Excerpt from The Clare County Review mentioning the PDSA fundraiser.
About Immune Thrombocytopenia Purpura (ITP)
Overview of ITP
ITP is a rare autoimmune disorder that happens when the body’s immune system mistakenly attacks and destroys platelets by producing antibodies against platelets. Platelets help your blood clot, which stops bleeding. The immune system also appears to interfere with cells responsible for normal platelet production.This leads to easy or excessive bruising and bleeding, in addition to initiating a daily roller coaster of emotions and ongoing medical management.
ITP isn’t contagious and can’t be passed from one person to another.
Symptoms of ITP
Symptoms of ITP vary greatly from person to person. Some ITP patients may show no symptoms. In general, the lower your platelet count, the more symptoms you may have including:
Easy or excessive bruising (purpura)
Bleeding from the gums or nose
Blood in urine or stools
Petechiae (pe-TEEK-ee-ay), tiny red dots on the skin caused by broken blood vessels or leaks in a capillary wall
Unusually heavy menstrual flow
Feeling tired or fatigued
Prolonged bleeding from cuts
Profuse bleeding during surgery
Treatments for ITP
Treatment is based on your platelet count and symptoms. In some cases, treatment isn’t needed. Treatment may include a number of approaches, such as medications to boost your platelet count or suppress your immune system or surgery to remove your spleen which may destroy platelets. Some people find that the side effects of treatment are more burdensome than the effects of the disease itself.

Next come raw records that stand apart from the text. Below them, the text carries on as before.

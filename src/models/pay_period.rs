//! Pay period model.
//!
//! This module contains the [`PayPeriod`] type: an inclusive date range used
//! to select the shifts and advances that belong to one settlement.

use chrono::{Datelike, Days, NaiveDate};
use serde::{Deserialize, Serialize};

use crate::error::{EngineError, EngineResult};

use super::Employee;

/// An inclusive date range for a settlement.
///
/// # Example
///
/// ```
/// use shift_payroll::models::PayPeriod;
/// use chrono::NaiveDate;
///
/// let period = PayPeriod::new(
///     NaiveDate::from_ymd_opt(2026, 1, 1).unwrap(),
///     NaiveDate::from_ymd_opt(2026, 1, 31).unwrap(),
/// )
/// .unwrap();
///
/// assert!(period.contains_date(NaiveDate::from_ymd_opt(2026, 1, 31).unwrap()));
/// ```
#[derive(Debug, Clone, Copy, PartialEq, Eq, Serialize, Deserialize)]
pub struct PayPeriod {
    /// The start date of the period (inclusive).
    pub start_date: NaiveDate,
    /// The end date of the period (inclusive).
    pub end_date: NaiveDate,
}

impl PayPeriod {
    /// Creates a period, rejecting a start date after the end date.
    ///
    /// # Errors
    ///
    /// Returns [`EngineError::InvalidPeriod`] if `start_date > end_date`.
    pub fn new(start_date: NaiveDate, end_date: NaiveDate) -> EngineResult<Self> {
        let period = Self {
            start_date,
            end_date,
        };
        period.validate()?;
        Ok(period)
    }

    /// Checks the bounds of a period built from its public fields.
    ///
    /// # Errors
    ///
    /// Returns [`EngineError::InvalidPeriod`] if `start_date > end_date`.
    pub fn validate(&self) -> EngineResult<()> {
        if self.start_date > self.end_date {
            return Err(EngineError::InvalidPeriod {
                start: self.start_date,
                end: self.end_date,
                message: "start date is after end date".to_string(),
            });
        }
        Ok(())
    }

    /// A period covering exactly one day.
    pub fn single_day(date: NaiveDate) -> Self {
        Self {
            start_date: date,
            end_date: date,
        }
    }

    /// A period ending on `end_date` and starting `days` days earlier.
    ///
    /// Used by the shift listing filters (`trailing_days(today, 7)` for the
    /// past week). Salary periods follow calendar months instead, see
    /// [`PayPeriod::month_to_date`] and [`PayPeriod::previous_month`].
    ///
    /// # Example
    ///
    /// ```
    /// use shift_payroll::models::PayPeriod;
    /// use chrono::NaiveDate;
    ///
    /// let today = NaiveDate::from_ymd_opt(2026, 1, 31).unwrap();
    /// let week = PayPeriod::trailing_days(today, 7);
    /// assert_eq!(week.start_date, NaiveDate::from_ymd_opt(2026, 1, 24).unwrap());
    /// assert_eq!(week.end_date, today);
    /// ```
    pub fn trailing_days(end_date: NaiveDate, days: u32) -> Self {
        let start_date = end_date
            .checked_sub_days(Days::new(u64::from(days)))
            .unwrap_or(NaiveDate::MIN);
        Self {
            start_date,
            end_date,
        }
    }

    /// The first of `today`'s month through `today`.
    ///
    /// This is the default salary period.
    ///
    /// # Example
    ///
    /// ```
    /// use shift_payroll::models::PayPeriod;
    /// use chrono::NaiveDate;
    ///
    /// let today = NaiveDate::from_ymd_opt(2026, 3, 17).unwrap();
    /// let period = PayPeriod::month_to_date(today);
    /// assert_eq!(period.start_date, NaiveDate::from_ymd_opt(2026, 3, 1).unwrap());
    /// assert_eq!(period.end_date, today);
    /// ```
    pub fn month_to_date(today: NaiveDate) -> Self {
        Self {
            start_date: first_of_month(today),
            end_date: today,
        }
    }

    /// The whole calendar month before `today`'s month.
    pub fn previous_month(today: NaiveDate) -> Self {
        let end_date = first_of_month(today).pred_opt().unwrap_or(NaiveDate::MIN);
        Self {
            start_date: first_of_month(end_date),
            end_date,
        }
    }

    /// Checks if a given date falls within this period, inclusive of both ends.
    ///
    /// # Example
    ///
    /// ```
    /// use shift_payroll::models::PayPeriod;
    /// use chrono::NaiveDate;
    ///
    /// let period = PayPeriod {
    ///     start_date: NaiveDate::from_ymd_opt(2026, 1, 13).unwrap(),
    ///     end_date: NaiveDate::from_ymd_opt(2026, 1, 26).unwrap(),
    /// };
    ///
    /// assert!(period.contains_date(NaiveDate::from_ymd_opt(2026, 1, 13).unwrap())); // start date
    /// assert!(period.contains_date(NaiveDate::from_ymd_opt(2026, 1, 26).unwrap())); // end date
    /// assert!(!period.contains_date(NaiveDate::from_ymd_opt(2026, 1, 12).unwrap())); // before
    /// assert!(!period.contains_date(NaiveDate::from_ymd_opt(2026, 1, 27).unwrap())); // after
    /// ```
    pub fn contains_date(&self, date: NaiveDate) -> bool {
        date >= self.start_date && date <= self.end_date
    }

    /// The suggested display name for a payout over this period:
    /// `"<full name> - <Month YYYY>"`, using the start date's month.
    pub fn default_name(&self, employee: &Employee) -> String {
        let month = self.start_date.format("%B %Y");
        let full_name = employee.full_name();
        if full_name.is_empty() {
            month.to_string()
        } else {
            format!("{} - {}", full_name, month)
        }
    }
}

fn first_of_month(date: NaiveDate) -> NaiveDate {
    date.with_day(1).unwrap_or(date)
}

Lifestyle Changes with ITP
Your doctor may advise you to make some lifestyle changes, including the following:
Avoid certain over-the-counter drugs that can affect platelet function including aspirin, ibuprofen (Advil, Motrin), and the blood-thinner warfarin (Coumadin).
Limit your intake of alcohol because consuming alcohol may adversely affect blood clotting.
Choose low-impact activities instead of competitive sports or high-impact activities to decrease risk of injury and bleeding. Head impacts could cause bleeding in your brain.
Watch for signs of infection. If you've had your spleen removed, be alert for any signs of infection, including fever, and seek prompt treatment. Infections can be more serious in people without spleens.